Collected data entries
☆ ☆ ☆ ☆

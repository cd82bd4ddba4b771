// SPDX-FileCopyrightText: 2026 Civic Contributors
// SPDX-License-Identifier: MIT OR Apache-2.0

//! SQLite persistence layer for the Civic ingestion core.
//!
//! Provides WAL-mode SQLite storage with embedded migrations, a single-writer
//! concurrency model via `tokio-rusqlite`, and the record and selection stores
//! used by the sync engine.

pub mod database;
pub mod migrations;
pub mod queries;
pub mod store;

pub use database::Database;
pub use store::SqliteStore;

☆ ☆ ☆ ☆

__YOUR GOAL__.
Starting at the line that contains "and selection stores", quote each remaining line of the entries above, unchanged.

__REPLY__.
//! concurrency model via `tokio-rusqlite`, and the record and selection stores
//! used by the sync engine.

pub mod database;
pub mod migrations;
pub mod queries;
pub mod store;

pub use database::Database;
pub use store::SqliteStore;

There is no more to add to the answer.